Nanobody-based conjugates targeting small molecule-binding GPCRs and exhibiting logic-gated signaling

G protein-coupled receptors (GPCRs) are the largest family of plasma membrane embedded signaling proteins. These receptors are involved in a wide array of physiological processes, marking them as attractive targets for drug development. Bitopic ligands, which are comprised of a pharmacophore that targets the receptor orthosteric site and a linked moiety that binds to a separate site, have considerable potential for addressing GPCR function. Here, we report the synthesis and evaluation of novel bitopic conjugates consisting of a small molecule pharmacophore that activates the adenosine A2A receptor (A2AR) linked to antibody fragments (nanobodies, Nbs). This approach leverages the high affinity and specificity binding of Nbs to non-orthosteric sites on engineered A2AR variants to provide bitopic Nb-ligand conjugates that stimulate strong and enduring signaling responses.

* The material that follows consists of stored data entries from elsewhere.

/// Postgres array literal, e.g. `{rust,"game dev"}`
fn array_literal(value: &Value) -> String {
    let elements: Vec<String> = match value {
        Value::List(items) => items.iter().map(Value::to_query_literal).collect(),
        scalar => vec![scalar.to_query_literal()],
    };
    let quoted: Vec<String> = elements
        .iter()
        .map(|e| {
            if e.is_empty()
                || e
                    .chars()
                    .any(|c| matches!(c, ',' | '{' | '}' | '"' | '\\') || c.is_whitespace())
            {
                format!("\"{}\"", e.replace('\\', "\\\\").replace('"', "\\\""))
            } else {
                e.clone()
            }
        })
        .collect();
    format!("{{{}}}", quoted.join(","))
}

/// Escape LIKE metacharacters; `*` is PostgREST's wildcard alias and is dropped
fn escape_like(term: &str) -> String {
    let mut escaped = String::with_capacity(term.len());
    for c in term.chars() {
        match c {
            '\\' | '%' | '_' => {
                escaped.push('\\');
                escaped.push(c);
            }
            '*' => {}
            _ => escaped.push(c),
        }
    }
    escaped
}

/// Double-quote values containing logic-tree reserved characters
fn quote(value: &str) -> String {
    let reserved = value
        .chars()
        .any(|c| matches!(c, ',' | '.' | ':' | '(' | ')' | '"' | '\\') || c.is_whitespace());
    if reserved {
        format!("\"{}\"", value.replace('\\', "\\\\").replace('"', "\\\""))
    } else {
        value.to_string()
    }
}

#[cfg(test)]
mod tests {
    use super::*;
    use chrono::{TimeZone, Utc};
    use wiremock::matchers::{body_json, header, method, path, query_param};
    use wiremock::{Mock, MockServer, ResponseTemplate};

    #[test]
    fn encodes_nested_logic_tree() {
        let expr = Expr::And(vec![
            Expr::Or(vec![
                Expr::icontains("title", "game"),
                Expr::has_element("tags", "game"),
            ]),
            Expr::is_null("embed_url").negate(),
            Expr::cmp("views", Op::Gte, Value::Int(10)),
        ]);
        assert_eq!(
            encode_filter(&expr),
            "(or(title.ilike.*game*,tags.cs.{game}),embed_url.not.is.null,views.gte.10)"
        );
    }

    #[test]
    fn quotes_reserved_characters() {
        let ts = Utc.with_ymd_and_hms(2024, 1, 5, 0, 0, 0).unwrap();
        let expr = Expr::cmp("created_at", Op::Lt, Value::Timestamp(ts));
        assert_eq!(
            encode_filter(&expr),
            "(created_at.lt.\"2024-01-05T00:00:00Z\")"
        );
        assert_eq!(
            encode_node(&Expr::icontains("title", "a, b")),
            "title.ilike.\"*a, b*\""
        );
    }

    #[test]
    fn escapes_like_wildcards() {
        assert_eq!(escape_like("100%_done*"), "100\\%\\_done");
    }

    #[test]
    fn negated_group_uses_prefix_form() {
        let expr = Expr::Or(vec![
            Expr::icontains("ai_model", "gpt"),
            Expr::icontains("ai_model", "bard"),
        ])
        .negate();
        assert_eq!(
            encode_node(&expr),
            "not.or(ai_model.ilike.*gpt*,ai_model.ilike.*bard*)"
        );
    }

    #[test]
    fn parses_content_range() {
        assert_eq!(parse_content_range_total("0-11/25"), Some(25));
        assert_eq!(parse_content_range_total("*/0"), Some(0));
        assert_eq!(parse_content_range_total("0-11/*"), None);
    }

    #[test]
    fn classifies_unique_violation_by_code_or_status() {
        assert!(matches!(
            classify_error(400, Some("23505".to_string()), None),
            RemoteError::UniqueViolation
        ));
        assert!(matches!(
            classify_error(409, None, None),
            RemoteError::UniqueViolation
        ));
        assert!(matches!(
            classify_error(500, Some("XX000".to_string()), Some("boom".to_string())),
            RemoteError::Backend { status: 500, .. }
        ));
    }

    #[tokio::test]
    async fn select_sends_range_and_reads_total() {
        let server = MockServer::start().await;
        Mock::given(method("GET"))
            .and(path("/rest/v1/archive_posts"))
            .and(query_param("order", "created_at.desc,id.asc"))
            .and(query_param("and", "(title.ilike.*game*)"))
            .and(header("Range", "12-23"))
            .and(header("Prefer", "count=exact"))
            .and(header("apikey", "anon"))
            .respond_with(
                ResponseTemplate::new(206)
                    .insert_header("Content-Range", "12-23/25")
                    .set_body_json(json!([{ "id": 13 }])),
            )
            .mount(&server)
            .await;

        let service =
            PostgrestDataService::new(&server.uri(), "anon", Duration::from_secs(5)).unwrap();
        let query = Select::from(Table::ArchivePosts)
            .filter(Expr::icontains("title", "game"))
            .order_by(Order::desc("created_at"))
            .order_by(Order::asc("id"))
            .window(12, 12)
            .count_exact();

        let rows = service.select(&query).await.unwrap();
        assert_eq!(rows.total, Some(25));
        assert_eq!(rows.rows.len(), 1);
    }

    #[tokio::test]
    async fn window_past_end_yields_empty_page() {
        let server = MockServer::start().await;
        Mock::given(method("GET"))
            .and(path("/rest/v1/archive_posts"))
            .respond_with(ResponseTemplate::new(416).insert_header("Content-Range", "*/25"))
            .mount(&server)
            .await;

        let service =
            PostgrestDataService::new(&server.uri(), "anon", Duration::from_secs(5)).unwrap();
        let rows = service
            .select(&Select::from(Table::ArchivePosts).window(48, 12).count_exact())
            .await
            .unwrap();
        assert!(rows.rows.is_empty());
        assert_eq!(rows.total, Some(25));
    }

    #[tokio::test]
    async fn duplicate_insert_maps_to_unique_violation() {
        let server = MockServer::start().await;
        Mock::given(method("POST"))
            .and(path("/rest/v1/user_favorites"))
            .respond_with(ResponseTemplate::new(409).set_body_json(json!({
                "code": "23505",
                "message": "duplicate key value violates unique constraint"
            })))
            .mount(&server)
            .await;

        let service =
            PostgrestDataService::new(&server.uri(), "anon", Duration::from_secs(5)).unwrap();
        let error = service
            .insert(Table::UserFavorites, json!({ "post_id": "1" }))
            .await
            .unwrap_err();
        assert!(matches!(error, RemoteError::UniqueViolation));
    }

    #[tokio::test]
    async fn increment_calls_rpc() {
        let server = MockServer::start().await;
        Mock::given(method("POST"))
            .and(path("/rest/v1/rpc/increment_counter"))
            .and(body_json(json!({
                "table_name": "archive_posts",
                "row_id": "7",
                "column_name": "views",
                "delta": 1
            })))
            .respond_with(ResponseTemplate::new(200).set_body_json(json!(42)))
            .mount(&server)
            .await;

        let service =
            PostgrestDataService::new(&server.uri(), "anon", Duration::from_secs(5)).unwrap();
        let value = service
            .increment(Table::ArchivePosts, "7", "views", 1)
            .await
            .unwrap();
        assert_eq!(value, 42);
    }

    #[tokio::test]
    async fn timed_out_increment_is_sent_once() {
        use crate::config::CounterConfig;
        use crate::data::PostKind;
        use crate::service::{Counter, CounterService};
        use std::sync::Arc;

        let server = MockServer::start().await;
        Mock::given(method("POST"))
            .and(path("/rest/v1/rpc/increment_counter"))
            .respond_with(
                ResponseTemplate::new(200)
                    .set_body_json(json!(5))
                    .set_delay(Duration::from_millis(500)),
            )
            .expect(1)
            .mount(&server)
            .await;

        let service =
            PostgrestDataService::new(&server.uri(), "anon", Duration::from_millis(50)).unwrap();
        let error = service
            .increment(Table::ArchivePosts, "7", "views", 1)
            .await
            .unwrap_err();
        assert!(matches!(error, RemoteError::Network(_)));

        server.reset().await;
        Mock::given(method("POST"))
            .and(path("/rest/v1/rpc/increment_counter"))
            .respond_with(
                ResponseTemplate::new(200)
                    .set_body_json(json!(5))
                    .set_delay(Duration::from_millis(500)),
            )
            .expect(1)
            .mount(&server)
            .await;

        let counters = CounterService::new(
            Arc::new(service),
            &CounterConfig {
                max_attempts: 3,
                backoff_ms: 0,
            },
        );
        let update = counters
            .apply(PostKind::Archive, "7", Counter::Views, 1, 4)
            .await;
        assert_eq!(update.value, 4);
        assert!(!update.committed);
        server.verify().await;
    }
}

We further demonstrate that such bitopic conjugates can induce activation by spanning two distinct receptor protomers. This property enables the selective targeting of receptor pairs over either individual receptor, as a form of "logic-gated" activity. We showcase the broad applicability of bitopic conjugates in this context by demonstrating their activity in targeting several pairs of co-expressed receptors, including GPCR monomers from different classes. Furthermore, we demonstrate that this dual-targeting strategy initiates signaling responses that diverge from those induced by monovalent ligands. The ability to target receptor pairs using nanobody-ligand conjugates offers a powerful strategy with potential for cell type-selective signaling and implications for GPCR drug discovery efforts more broadly.